Parallel alternatives for evolutionary multi-objective optimization in unsupervised feature selection

• Multiobjective unsupervised feature selection with many decision variables is tackled.
• EEG signals for Brain–Computer Interface (BCI) applications are used as benchmarks.
• Cooperative evolutionary algorithms for multiobjective optimization are given.
• Parallel implementations obtain quality results in terms of hypervolume and speedup.
• Superlinear speedups are justified by adjusting models to experimental results.

Many machine learning and pattern recognition applications require reducing dimensionality to improve learning accuracy while irrelevant inputs are removed. This way, feature selection has become an important issue on these researching areas. Nevertheless, as in past years the number of patterns and, more specifically, the number of features to be selected have grown very fast, parallel processing constitutes an important tool to reach efficient approaches that make possible to tackle complex problems within reasonable computing times.
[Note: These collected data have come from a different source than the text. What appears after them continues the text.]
use tracing::trace;

use crate::packet::PacketDescriptor;
use crate::rule::RuleSet;
use crate::ClassId;

/// Outcome of classifying one packet.
#[derive(Debug, Clone, Copy, PartialEq, Eq)]
pub enum Verdict {
    /// Shape the packet through the given class.
    Class(ClassId),
    /// Multicast or non-TCP/UDP traffic. Excluded packets bypass the
    /// shaping tree entirely: they are neither policed nor queued, and no
    /// class counter moves for them.
    Excluded,
}

impl RuleSet {
    /// Classifies a packet against this rule set.
    ///
    /// Deterministic and total: identical inputs against an unchanged rule
    /// set always produce the same verdict, and every packet gets exactly
    /// one: a matched class, the default class, or [`Verdict::Excluded`].
    ///
    /// The first rule (in ascending priority order) whose present fields
    /// all match wins. No side effects; safe to call from any number of
    /// threads sharing the set.
    pub fn classify(&self, packet: &PacketDescriptor) -> Verdict {
        if packet.dst().is_multicast() || !packet.protocol().is_port_bearing() {
            trace!(dst = %packet.dst(), protocol = ?packet.protocol(), "excluded from shaping");
            return Verdict::Excluded;
        }

        for rule in self.rules() {
            if rule.matches(packet) {
                trace!(class = %rule.target(), priority = rule.priority(), "rule matched");
                return Verdict::Class(rule.target());
            }
        }

        Verdict::Class(self.default_class())
    }
}

#[cfg(test)]
mod tests {
    use std::net::IpAddr;

    use super::*;
    use crate::rule::{ClassificationRule, TosMatch};
    use crate::Protocol;

    const VOICE: ClassId = ClassId::new(10);
    const VIDEO: ClassId = ClassId::new(20);
    const DATA: ClassId = ClassId::new(30);
    const UNKNOWN: ClassId = ClassId::new(40);

    fn server() -> IpAddr {
        "10.0.2.3".parse().unwrap()
    }

    fn udp(tos: u8, dst_port: u16) -> PacketDescriptor {
        PacketDescriptor::new(Protocol::Udp, server(), 200).with_tos(tos).with_ports(40000, dst_port)
    }

    #[test]
    fn lowest_priority_number_wins_regardless_of_list_order() {
        // Both rules match a TOS-184 UDP packet; the priority-1 rule must
        // win even though it is listed second.
        let set = RuleSet::new(
            DATA,
            vec![
                ClassificationRule::new(VIDEO).with_priority(5).with_protocol(Protocol::Udp),
                ClassificationRule::new(VOICE).with_priority(1).with_tos(TosMatch::new(184)),
            ],
        );
        assert_eq!(set.classify(&udp(184, 9000)), Verdict::Class(VOICE));
    }

    #[test]
    fn equal_priority_keeps_configuration_order() {
        let set = RuleSet::new(
            DATA,
            vec![
                ClassificationRule::new(VOICE).with_priority(7).with_protocol(Protocol::Udp),
                ClassificationRule::new(VIDEO).with_priority(7).with_protocol(Protocol::Udp),
            ],
        );
        assert_eq!(set.classify(&udp(0, 9000)), Verdict::Class(VOICE));
    }

    #[test]
    fn no_match_falls_back_to_default_class() {
        let set = RuleSet::new(
            DATA,
            vec![ClassificationRule::new(VOICE).with_priority(1).with_tos(TosMatch::new(184))],
        );
        assert_eq!(set.classify(&udp(0, 9000)), Verdict::Class(DATA));
    }

    #[test]
    fn classification_is_deterministic() {
        let set = RuleSet::dscp_policy(VOICE, VIDEO, DATA);
        let pkt = udp(184, 5004);
        let first = set.classify(&pkt);
        for _ in 0..100 {
            assert_eq!(set.classify(&pkt), first);
        }
    }

    #[test]
    fn multicast_and_non_transport_are_excluded() {
        let set = RuleSet::dscp_policy(VOICE, VIDEO, DATA);

        let multicast = PacketDescriptor::new(Protocol::Udp, "224.0.0.251".parse().unwrap(), 120);
        assert_eq!(set.classify(&multicast), Verdict::Excluded);

        let v6_multicast = PacketDescriptor::new(Protocol::Udp, "ff02::1".parse().unwrap(), 120);
        assert_eq!(set.classify(&v6_multicast), Verdict::Excluded);

        let icmp = PacketDescriptor::new(Protocol::Other(1), server(), 84);
        assert_eq!(set.classify(&icmp), Verdict::Excluded);
    }

    #[test]
    fn dscp_policy_matches_voice_and_video_marks() {
        let set = RuleSet::dscp_policy(VOICE, VIDEO, DATA);
        assert_eq!(set.classify(&udp(184, 9000)), Verdict::Class(VOICE));
        assert_eq!(set.classify(&udp(160, 9000)), Verdict::Class(VIDEO));
        assert_eq!(set.classify(&udp(0, 9000)), Verdict::Class(DATA));

        let tcp = PacketDescriptor::new(Protocol::Tcp, server(), 1400).with_tos(184);
        assert_eq!(set.classify(&tcp), Verdict::Class(DATA));
    }

    #[test]
    fn port_policy_matches_either_direction() {
        let set = RuleSet::port_policy(VOICE, VIDEO, DATA, UNKNOWN);

        // SIP by destination port.
        assert_eq!(set.classify(&udp(0, 5060)), Verdict::Class(VOICE));

        // RTP by source port (a reply flow).
        let reply = PacketDescriptor::new(Protocol::Udp, server(), 200).with_ports(5004, 40000);
        assert_eq!(set.classify(&reply), Verdict::Class(VOICE));

        let rtsp = PacketDescriptor::new(Protocol::Tcp, server(), 600).with_ports(41000, 554);
        assert_eq!(set.classify(&rtsp), Verdict::Class(VIDEO));

        let https = PacketDescriptor::new(Protocol::Tcp, server(), 1400).with_ports(41000, 443);
        assert_eq!(set.classify(&https), Verdict::Class(DATA));

        assert_eq!(set.classify(&udp(0, 9999)), Verdict::Class(UNKNOWN));
    }
}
In this paper we propose parallel multi-objective optimization approaches to cope with high-dimensional feature selection problems. Several parallel multi-objective evolutionary alternatives are proposed, and experimentally evaluated by using some synthetic and BCI (Brain–Computer Interface) benchmarks. The experimental results show that the cooperation of parallel evolving subpopulations provides improvements in the solution quality and computing time speedups depending on the parallel alternative and data profile.